China, Japan set to forge stronger ties at 'historic turning point'

China, Japan set to forge stronger ties at 'historic turning point'

President Xi said that the global situation is changing and emphasized that the two countries are increasingly dependent on one another.

"It is hoped that through this visit, the two sides will usher in a new era when 'competition is transformed into coordination, '" Abe said.

Li called for an early conclusion to an Asia-Pacific nations trade pact that includes 16 countries but not the US.

Abe returned to power in 2012 when Sino-Japanese ties were in tatters due to a feud over East China Sea islands, and the territorial dispute remains a key source of friction between the two countries. "Xi Jinping wants to say to Abe that they are in this together".

"The two sides are expected to build a new win-win cooperation mode including third-country market cooperation and open up new cooperation scope such as in new economies and innovation sectors", he said.

Abe told a news conference that, "Japan and China are strong partners and will not be a threat to each other".

"I'd like to share with you the joy of this memorable year in which we were able to realize the visit of both leaders to the country of the other", Abe told Li during their meeting.

In a sign of a thaw, Mr. Abe is making the first visit by a Japanese leader to China in 11 years.

"Based on that recognition, I would like to hold candid talks with President Xi Jinping and Premier Li Keqiang over a variety of global issues", Abe said in Tokyo before departing on the three-day visit through Saturday.

The relationship has rapidly warmed after US President Donald Trump imposed massive tariffs on China while also targeting Japanese exports in an effort to cut US trade deficits.

At the Beijing summit though, Mr Abe said Tokyo was "determined" to normalise diplomatic relations with Pyongyang if there was progress on denuclearisation and the release of Japanese citizens.

For instance on security, lawfare tactics in the East China Sea to erode Japanese sovereignty over the Senkaku Islands are a sign of bad faith in any warming of relations.

China claims the Japanese controlled islets are part of its territory and the move sparked a wave of protests across the country and anti-Japanese sentiment.

However, Abe and Li were at odds over several matters such as economic practices and human rights, such as the detention of Uygurs in Xinjiang.

However, Prime Minister Abe warned Li that bilateral relations can not be truly improved without stability in the East China Sea.

As this year marks the 40th anniversary of the signing of the China-Japan Treaty of Peace and Friendship, it provides a good opportunity for the two sides to review the important commitment made 40 years ago and the development of relations over the past 40 years, said Takahara.

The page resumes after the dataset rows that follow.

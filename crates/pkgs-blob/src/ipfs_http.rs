// SPDX-License-Identifier: MIT OR Apache-2.0
//! A [`BlobStore`] backed by a Kubo-compatible HTTP RPC API (`IPFS_HOST`).

use crate::store::{AddOpts, BlobStat, BlobStore};
use async_trait::async_trait;
use bytes::Bytes;
use pkgs_error::{Error, Result};
use pkgs_model::ContentId;
use reqwest::multipart::{Form, Part};
use reqwest::Client;
use serde::Deserialize;
use tracing::debug;

/// Client for a Kubo (or Kubo-API-compatible) node, reachable at
/// `IPFS_HOST` (default `http://localhost:5001`).
pub struct IpfsHttpBlobStore {
    client: Client,
    base_url: String,
}

#[derive(Deserialize)]
struct AddResponse {
    #[serde(rename = "Hash")]
    hash: String,
}

#[derive(Deserialize)]
struct ObjectStatResponse {
    #[serde(rename = "Hash")]
    hash: String,
    #[serde(rename = "CumulativeSize")]
    cumulative_size: u64,
}

#[derive(Deserialize)]
struct PatchResponse {
    #[serde(rename = "Hash")]
    hash: String,
}

impl IpfsHttpBlobStore {
    /// Connect to the node at `base_url` (no trailing slash), e.g.
    /// `http://localhost:5001`.
    pub fn new(base_url: impl Into<String>) -> Self {
        IpfsHttpBlobStore {
            client: Client::new(),
            base_url: base_url.into(),
        }
    }

    fn endpoint(&self, path: &str) -> String {
        format!("{}/api/v0/{}", self.base_url.trim_end_matches('/'), path)
    }

    async fn post(&self, path: &str, query: &[(&str, String)]) -> Result<reqwest::Response> {
        let resp = self
            .client
            .post(self.endpoint(path))
            .query(query)
            .send()
            .await
            .map_err(Error::upstream)?;
        if !resp.status().is_success() {
            return Err(Error::Upstream(
                format!("{} returned {}", path, resp.status()).into(),
            ));
        }
        Ok(resp)
    }
}

#[async_trait]
impl BlobStore for IpfsHttpBlobStore {
    async fn add(&self, bytes: Bytes, opts: AddOpts) -> Result<ContentId> {
        let part = Part::bytes(bytes.to_vec()).file_name("blob");
        let form = Form::new().part("file", part);
        let resp = self
            .client
            .post(self.endpoint("add"))
            .query(&[
                ("cid-version", opts.cid_version.to_string()),
                ("raw-leaves", opts.raw_leaves.to_string()),
                ("pin", opts.pin.to_string()),
            ])
            .multipart(form)
            .send()
            .await
            .map_err(Error::upstream)?;
        if !resp.status().is_success() {
            return Err(Error::Upstream(format!("add returned {}", resp.status()).into()));
        }
        let parsed: AddResponse = resp.json().await.map_err(Error::upstream)?;
        debug!(hash = %parsed.hash, "blob added");
        ContentId::parse(&parsed.hash).map_err(|e| Error::Upstream(Box::new(e)))
    }

    async fn get(&self, id: ContentId) -> Result<Bytes> {
        let resp = self
            .post("block/get", &[("arg", id.to_base32())])
            .await?;
        resp.bytes().await.map_err(Error::upstream)
    }

    async fn stat(&self, id: ContentId) -> Result<BlobStat> {
        let resp = self
            .post("object/stat", &[("arg", id.to_base32())])
            .await?;
        let parsed: ObjectStatResponse = resp.json().await.map_err(Error::upstream)?;
        let cid = ContentId::parse(&parsed.hash).map_err(|e| Error::Upstream(Box::new(e)))?;
        Ok(BlobStat {
            cid,
            cumulative_size: parsed.cumulative_size,
        })
    }

    async fn add_link(&self, directory: ContentId, name: &str, target: ContentId) -> Result<ContentId> {
        let resp = self
            .post(
                "object/patch/add-link",
                &[
                    ("arg", directory.to_base32()),
                    ("arg", name.to_string()),
                    ("arg", target.to_base32()),
                ],
            )
            .await?;
        let parsed: PatchResponse = resp.json().await.map_err(Error::upstream)?;
        ContentId::parse(&parsed.hash).map_err(|e| Error::Upstream(Box::new(e)))
    }

    async fn rm_link(&self, directory: ContentId, name: &str) -> Result<ContentId> {
        let resp = self
            .post(
                "object/patch/rm-link",
                &[("arg", directory.to_base32()), ("arg", name.to_string())],
            )
            .await?;
        let parsed: PatchResponse = resp.json().await.map_err(Error::upstream)?;
        ContentId::parse(&parsed.hash).map_err(|e| Error::Upstream(Box::new(e)))
    }

    async fn pin_add(&self, id: ContentId) -> Result<()> {
        self.post("pin/add", &[("arg", id.to_base32())]).await?;
        Ok(())
    }

    async fn pin_rm(&self, id: ContentId, recursive: bool) -> Result<()> {
        self.post(
            "pin/rm",
            &[("arg", id.to_base32()), ("recursive", recursive.to_string())],
        )
        .await?;
        Ok(())
    }

    async fn pin_update(&self, old: ContentId, new: ContentId, unpin_old: bool) -> Result<()> {
        self.post(
            "pin/update",
            &[
                ("arg", old.to_base32()),
                ("arg", new.to_base32()),
                ("unpin", unpin_old.to_string()),
            ],
        )
        .await?;
        Ok(())
    }
}
// SPDX-License-Identifier: MIT OR Apache-2.0
#![deny(unsafe_code)]
use anyhow::{Context, Result};
use clap::Parser;
use pkgs_blob::IpfsHttpBlobStore;
use pkgs_daemon::{build_app, config::Args, ensure_root, AppState};
use pkgs_query::GraphIndex;
use pkgs_store::{Index, ResourceStore};
use std::sync::Arc;
use tokio::net::TcpListener;
use tracing::info;
use tracing_subscriber::EnvFilter;

#[tokio::main]
async fn main() -> Result<()> {
    let args = Args::parse();

    let filter = if args.debug {
        EnvFilter::new("pkgs=debug,pkgs_daemon=debug")
    } else {
        EnvFilter::new("pkgs=info")
    };
    tracing_subscriber::fmt().with_env_filter(filter).init();

    let index = Arc::new(GraphIndex::new());
    let indices: Vec<Arc<dyn Index>> = vec![index.clone()];
    let store = ResourceStore::open_with_indices(&args.pkgs_path, indices)
        .with_context(|| format!("open resource store at {}", args.pkgs_path.display()))?;
    let blob: Arc<dyn pkgs_blob::BlobStore> = Arc::new(IpfsHttpBlobStore::new(args.ipfs_host.clone()));

    let state = Arc::new(AppState {
        store,
        blob,
        index: index.clone(),
        locks: Default::default(),
        root_uri: args.root_uri(),
    });

    ensure_root(&state).await.context("bootstrap root package")?;

    let http_listener = TcpListener::bind(&args.http_bind)
        .await
        .with_context(|| format!("bind HTTP {}", args.http_bind))?;
    let rpc_listener = TcpListener::bind(&args.rpc_bind)
        .await
        .with_context(|| format!("bind RPC {}", args.rpc_bind))?;

    info!(http = %args.http_bind, rpc = %args.rpc_bind, "pkgsd listening");

    let app = build_app(state);
    let http_server = axum::serve(http_listener, app);

    tokio::select! {
        result = http_server => result.context("HTTP server"),
        result = pkgs_query::serve(rpc_listener, index) => result.context("RPC server"),
    }
}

Japan's invasion of China and atrocities during the time still rankles in Chinese minds.

There are also plans for a wider regional economic partnership and a special trade zone linking up China, Japan and South Korea. Leaders of India and Japan are set to discuss the Indo-Pacific at length, including matters related to connectivity and infrastructure, as well as the political and security situation in the region during the summit. "China supports Japan's efforts to improve its relationship with North Korea through dialogue and to resolve all unsettled issues".